Ese es la gran razón por la que nuestros países no crecen más, porque nuestros empresarios llegaron al límite, no saben o no les interesa subirse a la ola tecnológica que mueve el mundo actual. Son hábiles cuando se trata de buscar exoneraciones fiscales, influir en politicos, reclamar cuando se discute elevar el sueldo mínimo de sus trabajadores, o quejarse de lo elevado del impuesto a la renta (el peruano es uno de los más bajos de la región), pero en cuanto a innovación tecnológica, mejorar la productividad de sus negocios, exportar productos con valor agregado… No, eso no está en sus posibilidades.
 
¿El mismo país que creció ayer 8% porque no crece hoy igual?
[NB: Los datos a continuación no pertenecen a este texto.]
//! Element sets: the spatial domains value sets are indexed over

use serde::{Deserialize, Serialize};

/// Shape type of the elements in a set
#[derive(Debug, Clone, Copy, PartialEq, Eq, Hash, Serialize, Deserialize)]
pub enum ElementShape {
    /// No geometry, elements identified by id only
    IdBased,
    Point,
    Polyline,
    Polygon,
}

/// One spatial element: an id and its 2D vertices
#[derive(Debug, Clone, PartialEq, Serialize, Deserialize)]
pub struct Element {
    pub id: String,
    pub vertices: Vec<[f64; 2]>,
}

impl Element {
    pub fn new(id: impl Into<String>, vertices: Vec<[f64; 2]>) -> Self {
        Self {
            id: id.into(),
            vertices,
        }
    }

    /// Arithmetic mean of the vertices
    pub fn centroid(&self) -> [f64; 2] {
        if self.vertices.is_empty() {
            return [0.0, 0.0];
        }
        let n = self.vertices.len() as f64;
        let (sx, sy) = self
            .vertices
            .iter()
            .fold((0.0, 0.0), |(sx, sy), v| (sx + v[0], sy + v[1]));
        [sx / n, sy / n]
    }

    /// Shoelace area of the polygon outlined by the vertices
    pub fn area(&self) -> f64 {
        if self.vertices.len() < 3 {
            return 0.0;
        }
        let mut twice = 0.0;
        for i in 0..self.vertices.len() {
            let a = self.vertices[i];
            let b = self.vertices[(i + 1) % self.vertices.len()];
            twice += a[0] * b[1] - b[0] * a[1];
        }
        twice.abs() / 2.0
    }

    /// Total length of the polyline through the vertices
    pub fn length(&self) -> f64 {
        self.vertices
            .windows(2)
            .map(|w| ((w[1][0] - w[0][0]).powi(2) + (w[1][1] - w[0][1]).powi(2)).sqrt())
            .sum()
    }

    /// Ray-cast point-in-polygon test; a point exactly on the boundary
    /// may land on either side depending on the edge
    pub fn contains(&self, point: [f64; 2]) -> bool {
        if self.vertices.len() < 3 {
            return false;
        }
        let [px, py] = point;
        let mut inside = false;
        let mut j = self.vertices.len() - 1;
        for i in 0..self.vertices.len() {
            let [xi, yi] = self.vertices[i];
            let [xj, yj] = self.vertices[j];
            if ((yi > py) != (yj > py))
                && (px <= (xj - xi) * (py - yi) / (yj - yi) + xi)
            {
                inside = !inside;
            }
            j = i;
        }
        inside
    }
}

/// The spatial domain of an exchange item
#[derive(Debug, Clone, PartialEq, Serialize, Deserialize)]
pub struct ElementSet {
    pub id: String,
    pub shape: ElementShape,
    pub elements: Vec<Element>,
    /// Spatial reference system the vertices are expressed in
    pub srs: String,
    /// Bumped whenever the geometry changes
    pub version: i32,
}

impl ElementSet {
    pub fn new(id: impl Into<String>, shape: ElementShape, elements: Vec<Element>) -> Self {
        Self {
            id: id.into(),
            shape,
            elements,
            srs: String::new(),
            version: 0,
        }
    }

    pub fn with_srs(mut self, srs: impl Into<String>) -> Self {
        self.srs = srs.into();
        self
    }

    pub fn element_count(&self) -> usize {
        self.elements.len()
    }

    pub fn element(&self, index: usize) -> Option<&Element> {
        self.elements.get(index)
    }

    /// Per-element polygon areas
    pub fn areas(&self) -> Vec<f64> {
        self.elements.iter().map(Element::area).collect()
    }

    /// Per-element polyline lengths
    pub fn lengths(&self) -> Vec<f64> {
        self.elements.iter().map(Element::length).collect()
    }

    /// Per-element centroids
    pub fn centroids(&self) -> Vec<[f64; 2]> {
        self.elements.iter().map(Element::centroid).collect()
    }
}

#[cfg(test)]
mod tests {
    use super::*;

    fn unit_square(id: &str) -> Element {
        Element::new(
            id,
            vec![[0.0, 0.0], [1.0, 0.0], [1.0, 1.0], [0.0, 1.0]],
        )
    }

    #[test]
    fn test_polygon_area() {
        assert_eq!(unit_square("sq").area(), 1.0);
        // winding order must not matter
        let reversed = Element::new(
            "sq",
            vec![[0.0, 1.0], [1.0, 1.0], [1.0, 0.0], [0.0, 0.0]],
        );
        assert_eq!(reversed.area(), 1.0);
    }

    #[test]
    fn test_polyline_length() {
        let line = Element::new("l", vec![[0.0, 0.0], [3.0, 0.0], [3.0, 4.0]]);
        assert_eq!(line.length(), 8.0);
    }

    #[test]
    fn test_centroid() {
        assert_eq!(unit_square("sq").centroid(), [0.5, 0.5]);
    }

    #[test]
    fn test_contains() {
        let sq = unit_square("sq");
        assert!(sq.contains([0.5, 0.5]));
        assert!(!sq.contains([1.5, 0.5]));
    }

    #[test]
    fn test_set_measures() {
        let set = ElementSet::new(
            "polys",
            ElementShape::Polygon,
            vec![unit_square("a"), unit_square("b")],
        );
        assert_eq!(set.element_count(), 2);
        assert_eq!(set.areas(), vec![1.0, 1.0]);
    }
}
Perú es un país, no de posibilidades, sino de realidades. La economía peruana es de libre mercado, depende de las inversiones privadas para crecer sostenidamente. Si un holding empresarial cree que va ganar más dinero vendiendo hamburguesas o construyendo malls, entonces estamos en problemas. Aunque los economistas, manipuladores, siempre responsabilizan al estado por el bajo crecimiento de nuestra economía, y repeten que el estado debe dar incentivos, bajar impuestos, y reducir beneficios a los trabajadores. La verdad es que mientras la empresa privada no invierta en sectores donde el riesgo pude ser grande, pero las ganancias aún mayores, no podremos nunca mantener un crecimiento del PBI sostenido. 
 
Antes crecíamos más porque éramos un país con muchos déficits. Como el de la construcción, del entretenimiento, alimenticio, retail… Nuestros campos no tenían los capitales necesarios para sacar provecho de las tierras más fértiles del mundo… Las ciudades del interior no tenían malls, supermercados, industrias, restaurants de comida rápida, había mucho espacio para crecer. Gracias al boom de materias primas, que inyecto mucho dinero a la economía peruana, crecimos como nunca, y los empresarios peruanos aprovecharon aquel gran momento económico, consiguiendo en una década cambiar al Perú completamente. El Perú del año 2000, que tenía al 58% de sus habitantes bajo la línea de la pobreza, que exportaba menos de 10 mil millones de dólares, hoy superamos los 40 mil millones de dólares, que tenía el porcentaje más alto de desempleados de la región, hoy es otro. Se consiguió gracias a una sinergia de la pequeña, mediana y gran empresa, con un estado que alentó las inversiones privadas. 
 
Todo cambio cuando los precios de las materias primas cayeron, sin embargo, consolidamos una elite empresarial y una clase media amplia que aseguraba un mercado para los productos y servicios que la empresa privada ofertaba. Es por ello que a diferencia de otros países el Perú nunca decreció, mantuvo un crecimiento sostenido menor, pero constante.
 
La respuesta del empresariado fue mantener sus inversiones en sectores que conocía, pero renuncio a proyectos más ambiciosos que le permitieran exportar productos con mayor valor agregado, o emprender servicios que el mundo requería. En los últimos años, sobre todo con Humala se redujo el impuesto a la renta, se emprendió megas obras de infraestructura como el tren eléctrico, para incentivar la economía, ante el congelamiento premeditado de la inversión privada. 
 
Sin embargo, sabemos que el desarrollo pasa porque los grandes capitales peruanos inviertan en tecnología e innovación, algo que hasta ahora los grandes holdings peruanos no lo hacen. Mientras no suceda, mientras el peruano común no entienda que el estado recauda impuestos y da servicios, pero no da trabajo, ni puede, ni debe invertir nuestro dinero, seguirán los politicos, en cada elección, ofreciendo lo imposible. Haciéndonos creer que el responsable de nuestro estancamiento es el gobierno de turno, no nuestra clase empresarial. O quien sabe quizás el 2021 gane el candidato que ofrece control de precios y demos un giro a la economía.